Escapando del gobierno rosista, Sarmiento se estableció en Chile donde podía volcar sus ideas sin restricción a través de la prensa. Poco después, en 1843, el gobierno del país vecino envió una expedición colonizadora a la región de Magallanes, fundando Fuerte Bulnes. El lugar carecía de bondades geográficas, por lo cual hacia 1848 la población e instalaciones se trasladaron algunos kilómetros, tomando el nombre de Punta Arenas.
La ocupación se basó en el principio jurídico res nullius (de nadie), aceptado universalmente en ese momento. Según la misma, el territorio patagónico era considerado un espacio vacío, -los españoles nunca se habían establecido realmente en la zona-, y debido a esto no pertenecían al Río de la Plata ni a Chile. Serían del primero que las ocupara.

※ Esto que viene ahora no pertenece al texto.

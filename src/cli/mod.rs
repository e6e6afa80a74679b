//! CLI support for jmes-lang
//!
//! The `jmes` binary is a thin wrapper over these functions, so other tools
//! can run the same commands in-process.

mod check;
mod generate;

pub use check::{CheckOptions, CheckResult, SearchOptions, execute_check, execute_search};
pub use generate::{CodegenOptions, execute_codegen};

use std::io;

use thiserror::Error;

/// Errors that can occur during CLI operations
#[derive(Debug, Error)]
pub enum CliError {
    #[error("{0}")]
    Syntax(#[from] crate::SyntaxError),

    #[error("evaluation error: {0}")]
    Eval(#[from] crate::EvalError),

    #[error("code generation error: {0}")]
    Codegen(#[from] crate::CodegenError),

    #[error("invalid JSON: {0}")]
    Json(#[from] serde_json::Error),

    #[error("IO error: {0}")]
    Io(#[from] io::Error),

    #[error("no input provided. Use --input or pipe JSON to stdin.")]
    NoInput,

    #[error("invalid config file {path}: {message}")]
    Config { path: String, message: String },
}

impl From<crate::JmesError> for CliError {
    fn from(e: crate::JmesError) -> Self {
        match e {
            crate::JmesError::Syntax(e) => CliError::Syntax(e),
            crate::JmesError::Eval(e) => CliError::Eval(e),
            crate::JmesError::Codegen(e) => CliError::Codegen(e),
        }
    }
}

Recién cinco años más tarde Rosas reaccionó y, a través de la Cancillería, presentó a Chile una protesta formal. Alegó derechos argentinos sobre la zona. A raíz de esto, el 11 de marzo de 1849 Sarmiento publicó en su periódico La Crónica un primer artículo al respecto, titulado "Cuestión Magallanes". Allí defendió los derechos chilenos. Siendo justo y objetivo señaló que desde 1585 nadie había establecido ocupación en la zona; que el acto de soberanía hecho por Chile fue reiteradamente mencionado en la prensa y en los mensajes presidenciales. Rosas, guardando silencio durante años, había consentido el hecho y reclamaba algo sin mostrar títulos o antecedentes de dominio. Por entonces Francia e Inglaterra -en pleno despliegue imperialista- veían en Hispanoamérica a un conjunto de naciones jóvenes padeciendo las vicisitudes propias de toda infancia, e intentaron establecerse en la zona. Los mapas británicos, galos, norteamericanos y alemanes de la época muestran a la Patagonia como res nullius, con lo cual podrían haberla ocupado tranquilamente. Era urgente establecerse en la zona, y era Chile el único país con cierta estabilidad política y en condiciones de hacerlo. La ocupación de la boca del estrecho resultó sorpresiva para los europeos y tuvo un efecto disuasivo. Toda la Patagonia podría haber corrido la misma suerte que Malvinas.
Rosas terminó elevando un pedido para extraditar a Sarmiento. Expresando que Chile no podía seguir albergándolo porque turbaba la paz entre ambas naciones, violó así el derecho de asilo. No se dio lugar al pedido, alegando los trasandinos que allí existía libertad de prensa. Rosas jamás pudo demostrar que esa zona nos pertenecía porque efectivamente no nos pertenece. Sarmiento jamás se refirió a la Patagonia, como vulgarmente se dice. En todo momento habló de los derechos chilenos sobre determinada zona específica del estrecho de Magallanes.
Diferenciándose abismalmente de Rosas, cuando Sarmiento tuvo el poder respetó a rajatabla la libertad de prensa. Si clausuró momentáneamente los diarios La Nación, La Prensa, La Pampa y El Nacional fue por llamar de forma directa a una sublevación contra el gobierno: incitaban a los ciudadanos a salir con armas a la calle.
Como leemos, escribir fue, para los hombres de esta generación, un arma más filosa que cualquier espada. A través de sus plumas dieron identidad a toda una nación, llegaron a convencernos de querer ser argentinos. Detrás de sus artículos duermen sus batallas y si hoy los recordamos es porque también fueron nuestras. Plasmar en papel lo que pensaban implicaba entonces un gran riesgo, que pudo extinguir tempranamente a Sarmiento de no haber existido en Chile libertad de prensa. Bartolomé Mitre supo ver el valor detrás de este libre albedrío textual, definiendo al periodismo como "el agua, que gota a gota socava la piedra".